Equivalence of definitions of star refinements

Question

Define the star $St(S, \mathcal{U})$ of a set $S$ with respect to the collection of sets $\mathcal{U}$ as $St(S, \mathcal{U}) := \bigcup \{U \in \mathcal{U} \mid S \cap U \neq \varnothing\}$. If $S=\{x\}$, we write $St(x,\mathcal{U})$.

Steen and Seebach define a star refinement of a cover $\mathcal{U}=\{U_\alpha\mid\alpha\in A\}$ of a set $X$ as a cover $\mathcal{V} = \{V_\beta\mid\beta\in B\}$ such that $\{St(x,\mathcal{V})\mid x \in X\}$ is a refinement of $\mathcal{U}$ (basically).

Dugundji defines a star refinement of a cover $\mathcal{U}=\{U_\alpha\mid\alpha\in A\}$ of a set $X$ as a cover $\mathcal{V} = \{V_\beta\mid\beta\in B\}$ such that $\{St(V_\beta,\mathcal{V})\mid \beta \in B\}$ is a refinement of $\mathcal{U}$.

I'm wondering if these are equivalent, and if so, are the collections $\mathcal{U}$ and $\mathcal{V}$ are required to be covers?

A Dugundji star refinement (for lack of a better term) is also a Steen and Seebach star refinement even if we drop the requirement that $\mathcal{U}$ and $\mathcal{V}$ are covers (assuming $\mathcal{U}$ is nonempty): Suppose $x \in X$. Either $x \in \bigcup\mathcal{V}$ or $x \notin \bigcup\mathcal{V}$. If the former, then $x \in V_\beta$ for some $\beta \in B$ and we have $St(x,\mathcal{V}) \subseteq St(V_\beta,\mathcal{V}) \subseteq U_\alpha$ for some $\alpha \in A$ since any $V_\gamma \in \mathcal{V}$ containing $x$ must intersect $V_\beta$. If the latter, then $St(x,\mathcal{V})=\varnothing \subseteq U_\alpha$ for any $\alpha \in A$.

I feel like I must be missing something simple, because I can't seem to prove the converse (with or without the covering assumption).

Answer 1

Both types of refinements are (implicitly or ecplicitly) only applied to covers.
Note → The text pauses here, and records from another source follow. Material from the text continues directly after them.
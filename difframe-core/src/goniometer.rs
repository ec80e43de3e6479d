//! Goniometer kinematics.
//!
//! Axes are stored innermost first. The lab-frame rotation of the sample is
//! `S · R[n-1] · … · R[0] · F`, where `F` is the fixed rotation mounted on
//! the innermost axis and `S` is the setting matrix of the whole stage.

use crate::error::{Error, Result};
use crate::math::{normalized, require_orthonormal, rotation_about, Mat3, Vec3};
use crate::scan::Scan;

#[cfg(feature = "serde")]
use serde::{Deserialize, Serialize};

/// One rotation degree of freedom.
#[derive(Debug, Clone, PartialEq)]
#[cfg_attr(feature = "serde", derive(Serialize, Deserialize))]
pub struct GoniometerAxis {
    pub name: String,
    pub direction: Vec3,
    /// Current angle in degrees.
    pub angle: f64,
}

impl GoniometerAxis {
    /// # Errors
    /// Returns `InvalidModel` for a zero-length direction.
    pub fn new(name: impl Into<String>, direction: Vec3, angle: f64) -> Result<Self> {
        Ok(Self {
            name: name.into(),
            direction: normalized(&direction, "goniometer axis")?,
            angle,
        })
    }

    #[must_use]
    pub fn rotation(&self, angle: f64) -> Mat3 {
        rotation_about(&self.direction, angle)
    }
}

#[derive(Debug, Clone, PartialEq)]
#[cfg_attr(feature = "serde", derive(Serialize, Deserialize))]
#[cfg_attr(feature = "serde", serde(try_from = "GoniometerLayout"))]
pub struct Goniometer {
    axes: Vec<GoniometerAxis>,
    scan_axis: usize,
    fixed_rotation: Mat3,
    setting_matrix: Mat3,
}

#[cfg(feature = "serde")]
#[derive(Deserialize)]
struct GoniometerLayout {
    axes: Vec<GoniometerAxis>,
    scan_axis: usize,
    fixed_rotation: Mat3,
    setting_matrix: Mat3,
}

#[cfg(feature = "serde")]
impl TryFrom<GoniometerLayout> for Goniometer {
    type Error = Error;

    fn try_from(layout: GoniometerLayout) -> Result<Self> {
        let axes = layout
            .axes
            .into_iter()
            .map(|axis| GoniometerAxis::new(axis.name, axis.direction, axis.angle))
            .collect::<Result<Vec<_>>>()?;
        Self::multi_axis(axes, layout.scan_axis)?
            .with_fixed_rotation(layout.fixed_rotation)?
            .with_setting_matrix(layout.setting_matrix)
    }
}

impl Goniometer {
    /// Single-axis goniometer rotating about `axis`.
    ///
    /// # Errors
    /// Returns `InvalidModel` for a zero-length axis.
    pub fn new(axis: Vec3) -> Result<Self> {
        Self::multi_axis(vec![GoniometerAxis::new("omega", axis, 0.0)?], 0)
    }

    /// Multi-axis goniometer; `axes` innermost first.
    ///
    /// # Errors
    /// Returns `InvalidModel` for an empty axis list or an out-of-range scan
    /// axis.
    pub fn multi_axis(axes: Vec<GoniometerAxis>, scan_axis: usize) -> Result<Self> {
        if axes.is_empty() {
            return Err(Error::InvalidModel(
                "goniometer needs at least one axis".to_string(),
            ));
        }
        if scan_axis >= axes.len() {
            return Err(Error::InvalidModel(format!(
                "scan axis {scan_axis} out of range for {} axes",
                axes.len()
            )));
        }
        Ok(Self {
            axes,
            scan_axis,
            fixed_rotation: Mat3::identity(),
            setting_matrix: Mat3::identity(),
        })
    }

    /// Sets the fixed rotation `F`.
    ///
    /// # Errors
    /// Returns `InvalidModel` unless `f` is a proper rotation.
    pub fn with_fixed_rotation(mut self, f: Mat3) -> Result<Self> {
        require_orthonormal(&f, "fixed rotation")?;
        self.fixed_rotation = f;
        Ok(self)
    }

    /// Sets the setting matrix `S`.
    ///
    /// # Errors
    /// Returns `InvalidModel` unless `s` is a proper rotation.
    pub fn with_setting_matrix(mut self, s: Mat3) -> Result<Self> {
        require_orthonormal(&s, "setting matrix")?;
        self.setting_matrix = s;
        Ok(self)
    }

    /// Sets the current angle of every axis, innermost first.
    ///
    /// # Errors
    /// Returns `InvalidModel` if the count differs from the number of axes.
    pub fn with_angles(mut self, angles: &[f64]) -> Result<Self> {
        if angles.len() != self.axes.len() {
            return Err(Error::InvalidModel(format!(
                "{} angles for {} axes",
                angles.len(),
                self.axes.len()
            )));
        }
        for (axis, angle) in self.axes.iter_mut().zip(angles) {
            axis.angle = *angle;
        }
        Ok(self)
    }

    #[must_use]
    pub fn axes(&self) -> &[GoniometerAxis] {
        &self.axes
    }

    /// Position of an axis by name.
    #[must_use]
    pub fn axis_index(&self, name: &str) -> Option<usize> {
        self.axes.iter().position(|axis| axis.name == name)
    }

    #[must_use]
    pub fn scan_axis(&self) -> usize {
        self.scan_axis
    }

    #[must_use]
    pub fn fixed_rotation(&self) -> Mat3 {
        self.fixed_rotation
    }

    #[must_use]
    pub fn setting_matrix(&self) -> Mat3 {
        self.setting_matrix
    }

    /// Scan axis direction in its own datum frame.
    #[must_use]
    pub fn rotation_axis_datum(&self) -> Vec3 {
        self.axes[self.scan_axis].direction
    }

    /// Lab-frame scan axis: the datum rotated by all outer axes and `S`.
    #[must_use]
    pub fn rotation_axis(&self) -> Vec3 {
        let outer = self.axes[self.scan_axis + 1..]
            .iter()
            .fold(Mat3::identity(), |acc, axis| axis.rotation(axis.angle) * acc);
        self.setting_matrix * outer * self.rotation_axis_datum()
    }

    /// Composite rotation with the scan axis at `scan_angle` degrees and
    /// every other axis at its current angle.
    #[must_use]
    pub fn rotation_at_angle(&self, scan_angle: f64) -> Mat3 {
        let stage = self
            .axes
            .iter()
            .enumerate()
            .fold(Mat3::identity(), |acc, (index, axis)| {
                let angle = if index == self.scan_axis {
                    scan_angle
                } else {
                    axis.angle
                };
                axis.rotation(angle) * acc
            });
        self.setting_matrix * stage * self.fixed_rotation
    }

    /// Sample rotation at a (possibly fractional) image index.
    ///
    /// Without a scan the scan axis stays at its current angle.
    ///
    /// # Errors
    /// Returns `IndexOutOfRange` for indices outside the scan and
    /// `InvalidModel` if the composed rotation is not orthonormal.
    pub fn setting_rotation(&self, scan: Option<&Scan>, image_index: f64) -> Result<Mat3> {
        let angle = match scan {
            Some(scan) => scan.angle_from_image_index(image_index)?,
            None => self.axes[self.scan_axis].angle,
        };
        let rotation = self.rotation_at_angle(angle);
        require_orthonormal(&rotation, "composed goniometer rotation")?;
        Ok(rotation)
    }
}

#[cfg(test)]
mod tests {
    use super::*;
    use crate::math::{is_orthonormal, ORTHONORMAL_TOLERANCE};
    use approx::assert_relative_eq;

    fn kappa() -> Goniometer {
        let alpha = 50.0_f64.to_radians();
        Goniometer::multi_axis(
            vec![
                GoniometerAxis::new("phi", Vec3::x(), 0.0).unwrap(),
                GoniometerAxis::new(
                    "kappa",
                    Vec3::new(alpha.cos(), 0.0, alpha.sin()),
                    0.0,
                )
                .unwrap(),
                GoniometerAxis::new("omega", Vec3::x(), 0.0).unwrap(),
            ],
            2,
        )
        .unwrap()
    }

    #[test]
    fn test_single_axis_rotation_at_image() {
        let g = Goniometer::new(Vec3::x()).unwrap();
        let scan = Scan::new((1, 10), (0.0, 1.0)).unwrap();
        let r = g.setting_rotation(Some(&scan), 5.0).unwrap();
        assert_relative_eq!(r, rotation_about(&Vec3::x(), 4.0), epsilon = 1e-12);
        assert!(matches!(
            g.setting_rotation(Some(&scan), 11.0),
            Err(Error::IndexOutOfRange { .. })
        ));
        assert_relative_eq!(g.setting_rotation(None, 0.0).unwrap(), Mat3::identity());
    }

    #[test]
    fn test_composition_order() {
        let f = rotation_about(&Vec3::z(), 15.0);
        let s = rotation_about(&Vec3::y(), -7.0);
        let g = kappa()
            .with_angles(&[10.0, 30.0, 0.0])
            .unwrap()
            .with_fixed_rotation(f)
            .unwrap()
            .with_setting_matrix(s)
            .unwrap();
        let axes = g.axes();
        let expected = s
            * axes[2].rotation(25.0)
            * axes[1].rotation(30.0)
            * axes[0].rotation(10.0)
            * f;
        assert_relative_eq!(g.rotation_at_angle(25.0), expected, epsilon = 1e-12);
    }

    #[test]
    fn test_rotation_axis_follows_outer_axes() {
        let g = Goniometer::multi_axis(
            vec![
                GoniometerAxis::new("phi", Vec3::x(), 0.0).unwrap(),
                GoniometerAxis::new("chi", Vec3::z(), 90.0).unwrap(),
            ],
            0,
        )
        .unwrap();
        assert_relative_eq!(g.rotation_axis(), Vec3::y(), epsilon = 1e-12);
        assert_eq!(g.axis_index("chi"), Some(1));
    }

    #[test]
    fn test_composed_rotation_is_orthonormal() {
        let scan = Scan::new((1, 360), (-180.0, 1.0)).unwrap();
        for phi in [-170.0, -33.3, 0.0, 12.5, 91.0] {
            for kappa_angle in [-120.0, 0.0, 45.0, 178.0] {
                let g = kappa().with_angles(&[phi, kappa_angle, 0.0]).unwrap();
                for image in [1.0, 47.25, 180.5, 360.0] {
                    let r = g.setting_rotation(Some(&scan), image).unwrap();
                    assert!(is_orthonormal(&r, ORTHONORMAL_TOLERANCE));
                    assert_relative_eq!(r.transpose() * r, Mat3::identity(), epsilon = 1e-9);
                }
            }
        }
    }

    #[test]
    fn test_invalid_goniometers() {
        assert!(Goniometer::multi_axis(Vec::new(), 0).is_err());
        assert!(Goniometer::new(Vec3::zeros()).is_err());
        assert!(kappa().with_angles(&[1.0]).is_err());
        assert!(Goniometer::new(Vec3::x())
            .unwrap()
            .with_fixed_rotation(Mat3::identity() * 2.0)
            .is_err());
        let three = kappa().axes().to_vec();
        assert!(Goniometer::multi_axis(three, 3).is_err());
    }
}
The type with stars of points is properly called a barycentric refinement.

So $\mathcal{U} \prec_b \mathcal{V}$ means that both are covers of the space $X$ in question (often open, but with paracompactness etc. one also considers closed covers as well) and for every $x \in X$, $\operatorname{St}(x, \mathcal{U}) \subset V$ for some $V \in \mathcal{V}$.

The other type is a real star refinement:

$\mathcal{U} \prec_\ast \mathcal{V}$ iff $\mathcal{U}$ and$\mathcal{V}$ are covers of $X$ and $\forall U \in \mathcal{U}$ there exists some $V \in \mathcal{V}: \operatorname{st}(U,\mathcal{U}) \subseteq V$

See wikipedia for this as well. Note that $\mathcal{U} \prec_\ast \mathcal{V}$ implies $\mathcal{U} \prec_b \mathcal{V}$ if we have covers. So one notion is stronger than the other for covers (if points are uncovered the star of such a point is empty)

A basic fact: if we have 3 covers $\mathcal{U}, \mathcal{V}, \mathcal{W}$ of $X$ then $\mathcal{U} \prec_b \mathcal{V}$ and $\mathcal{V} \prec_b \mathcal{W}$ implies $\mathcal{U} \prec_\ast \mathcal{W}$.

(this is a nice exercise, try it). This means that if we assume that every open cover has a barycentric refinement, we get also that every open cover has a star-refinement: just take two successive barycentric ones. Hence they're both used in some definitions, but he definitions are not equivalent. There are barycentric refinements that are not star-refinements.